Es más, de hacer caso a todas esas necrológicas publicadas en los periódicos españoles, cabría concluir que el carácter singular de la figura de Solzhenitsin procede únicamente de haber coincidido con, por ejemplo Mao Tse Tung o Trotski en el rechazo a la línea política del camarada Koba. Una disidencia circunscrita a la figura del antiguo seminarista georgiano que dejaría a salvo de la quema tanto a la elaboración teórica de Marx y Engels como a Lenin y a todos los demás dirigentes revolucionarios que ejercieron su dominio antes y después del "paréntesis" estalinista.

Con aquel lúcido pesimismo tan suyo sentenció Revel poco antes de morir: "Ha caído el Muro, pero sólo en Berlín, no en las mentes". Se refería, precisamente, a eso, a la grave enfermedad moral que sufren hasta los plumillas de guardia en agosto; a ese tabú tan firmemente arraigado entre los creadores de opinión europeos que proscribe enturbiar el ideal inmaculado de la utopía comunista, apelando a la muy empírica evidencia sanguinaria del socialismo real; al contrasentido lógico –aunque no político– que habilita a un progre para gritar alegre e impunemente: ¡Abajo Fidel Castro! al tiempo que le prohíbe, so pena de ser expulsado a las tinieblas exteriores de la reacción y el fascio, exclamar:¡Abajo el comunismo!

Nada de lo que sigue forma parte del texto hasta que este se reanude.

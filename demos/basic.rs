//! Basic use of a piece trie as an ordered map
use piece_trie::{Error, PushChar, StringTrie, Trie};

fn main() -> Result<(), Error> {
    // Create a new trie with string keys split into chars
    let mut trie: StringTrie<i32> = Trie::new(PushChar);

    // Insert some values
    trie.emplace("gsd", 42);
    trie.emplace("whispy", 69);
    trie.emplace("xazax", 1337);

    // An existing key keeps its value
    let (_, inserted) = trie.emplace("gsd", 43);
    assert!(!inserted);

    // Prefixes of stored keys are keys of their own
    trie.emplace("gs", -24);
    trie.emplace("abel", 16);

    // Check values
    assert_eq!(trie.at("gsd")?, &42);
    assert_eq!(trie.get("gs"), Some(&-24));
    assert_eq!(trie.count("missing"), 0);
    assert_eq!(trie.at("missing"), Err(Error::NotFound));

    *trie.at_mut("gsd")? += 1;

    // Entries come out in ascending key order
    for (key, value) in &trie {
        println!("{} -> {}", key, value);
    }

    // Walk with a cursor instead
    let mut cursor = trie.find("gsd");
    while !cursor.is_end() {
        let entry = trie.entry(cursor)?;
        println!("from gsd: {:?}", entry);
        trie.advance(&mut cursor)?;
    }

    // Removing a prefix keeps the longer keys
    trie.erase("gs");
    assert!(trie.contains_key("gsd"));
    println!("{:?}", trie);

    Ok(())
}
impl<K, V, C, O> Trie<K, V, C, O>
where
    K: PieceKey + Default,
    C: Concat<K, K::Piece>,
    O: PieceOrder<K::Piece>,
{
    /// Rebuilds the full key of `id` by folding the pieces on its root path
    /// through the concatenator.
    pub(crate) fn trace_key(&self, id: NodeId) -> K {
        let mut reversed = Vec::new();
        let mut current = node(&self.nodes, id);
        while let Some(parent) = current.parent {
            if let Some(piece) = &current.piece {
                reversed.push(piece);
            }
            current = node(&self.nodes, parent);
        }

        let mut key = K::default();
        for piece in reversed.into_iter().rev() {
            self.concat.concat(&mut key, piece);
        }
        key
    }

    /// Dereferences `cursor` into its entry.
    ///
    /// The full key is rebuilt lazily, on the first call to [`Entry::key`].
    pub fn entry(&self, cursor: Cursor) -> Result<Entry<'_, K, V, C, O>, Error> {
        let id = self.resolve(cursor)?;
        let value = self.value_of(id).ok_or(Error::InvalidCursor)?;
        Ok(Entry::new(self, id, value))
    }

    /// Iterates over `(key, &value)` pairs in ascending key order.
    ///
    /// # Examples
    ///
    /// ```
    /// use piece_trie::StringTrie;
    ///
    /// let mut trie: StringTrie<i32> = StringTrie::default();
    /// trie.emplace("whispy", 69);
    /// trie.emplace("gsd", 42);
    ///
    /// let entries: Vec<(String, &i32)> = trie.iter().collect();
    /// assert_eq!(entries, vec![("gsd".to_string(), &42), ("whispy".to_string(), &69)]);
    /// ```
    pub fn iter(&self) -> Iter<'_, K, V, C, O> {
        Iter::new(self)
    }

    /// Iterates over the keys in ascending order.
    pub fn keys(&self) -> Keys<'_, K, V, C, O> {
        Keys::new(self)
    }
}

impl<K, V, C, O> Clone for Trie<K, V, C, O>
where
    K: PieceKey,
    V: Clone,
    C: Clone,
    O: Clone,
{
    /// Deep copy; the copy shares no node with `self`.
    fn clone(&self) -> Self {
        Trie {
            nodes: self.nodes.clone(),
            root: self.root,
            size: self.size,
            generation: self.generation,
            concat: self.concat.clone(),
            order: self.order.clone(),
            _key: PhantomData,
        }
    }
}

impl<K, V, C, O> Default for Trie<K, V, C, O>
where
    K: PieceKey,
    C: Default,
    O: Default,
{
    fn default() -> Self {
        Self::with_order(C::default(), O::default())
    }
}

impl<K, V, C, O> fmt::Debug for Trie<K, V, C, O>
where
    K: PieceKey + Default + fmt::Debug,
    V: fmt::Debug,
    C: Concat<K, K::Piece>,
    O: PieceOrder<K::Piece>,
{
    fn fmt(&self, f: &mut fmt::Formatter<'_>) -> fmt::Result {
        f.debug_map().entries(self.iter()).finish()
    }
}

impl<K, V, C, O> PartialEq for Trie<K, V, C, O>
where
    K: PieceKey + Default + PartialEq,
    V: PartialEq,
    C: Concat<K, K::Piece>,
    O: PieceOrder<K::Piece>,
{
    fn eq(&self, other: &Self) -> bool {
        self.size == other.size && self.iter().eq(other.iter())
    }
}

impl<K, V, C, O> Eq for Trie<K, V, C, O>
where
    K: PieceKey + Default + Eq,
    V: Eq,
    C: Concat<K, K::Piece>,
    O: PieceOrder<K::Piece>,
{
}

impl<K, V, C, O> Extend<(K, V)> for Trie<K, V, C, O>
where
    K: PieceKey,
    O: PieceOrder<K::Piece>,
{
    /// Later values replace earlier ones for the same key.
    fn extend<I: IntoIterator<Item = (K, V)>>(&mut self, iter: I) {
        for (key, value) in iter {
            self.insert(&key, value);
        }
    }
}

impl<K, V, C, O> FromIterator<(K, V)> for Trie<K, V, C, O>
where
    K: PieceKey,
    C: Default,
    O: PieceOrder<K::Piece> + Default,
{
    fn from_iter<I: IntoIterator<Item = (K, V)>>(iter: I) -> Self {
        let mut trie = Self::default();
        trie.extend(iter);
        trie
    }
}

impl<'a, K, V, C, O> IntoIterator for &'a Trie<K, V, C, O>
where
    K: PieceKey + Default,
    C: Concat<K, K::Piece>,
    O: PieceOrder<K::Piece>,
{
    type Item = (K, &'a V);
    type IntoIter = Iter<'a, K, V, C, O>;

    fn into_iter(self) -> Self::IntoIter {
        self.iter()
    }
}

impl<K, V, C, O> IntoIterator for Trie<K, V, C, O>
where
    K: PieceKey + Default,
    C: Concat<K, K::Piece>,
    O: PieceOrder<K::Piece>,
{
    type Item = (K, V);
    type IntoIter = IntoIter<K, V>;

    fn into_iter(mut self) -> Self::IntoIter {
        let mut order = Vec::with_capacity(self.size);
        let mut current = self.first();
        while let Some(id) = current {
            order.push((self.trace_key(id), id));
            current = self.next_node(id);
        }

        let entries = order
            .into_iter()
            .filter_map(|(key, id)| {
                node_mut(&mut self.nodes, id)
                    .value
                    .take()
                    .map(|value| (key, value))
            })
            .collect();
        IntoIter::new(entries)
    }
}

De ahí la necesidad imperiosa para la socialdemocracia de recurrir constantemente a la balsámica coartada estaliniana, ese cordón sanitario elaborado a base de tinta de calamar retórico que le permite mantener a salvo del contagio con la verdad el recuerdo colectivo del comunismo. Y es que a pesar de los cien millones de trabajadores asesinados que ha dejado tendidos en las cunetas de la Historia, el comunismo sigue ocupando un lugar preferente en la memoria sentimental de la izquierda. Razón de que sus principios doctrinales continúen gozando hoy de una escandalosa absolución ética entre los herederos de sus cenizas electorales, algo simplemente inimaginable en el caso de sus dos hermanos gemelos en la común causa del liberticidio planetario: el nazismo y el fascismo.

Sí, Solzhenitsin habrá muerto, pero Juan Benet está más vivo que nunca.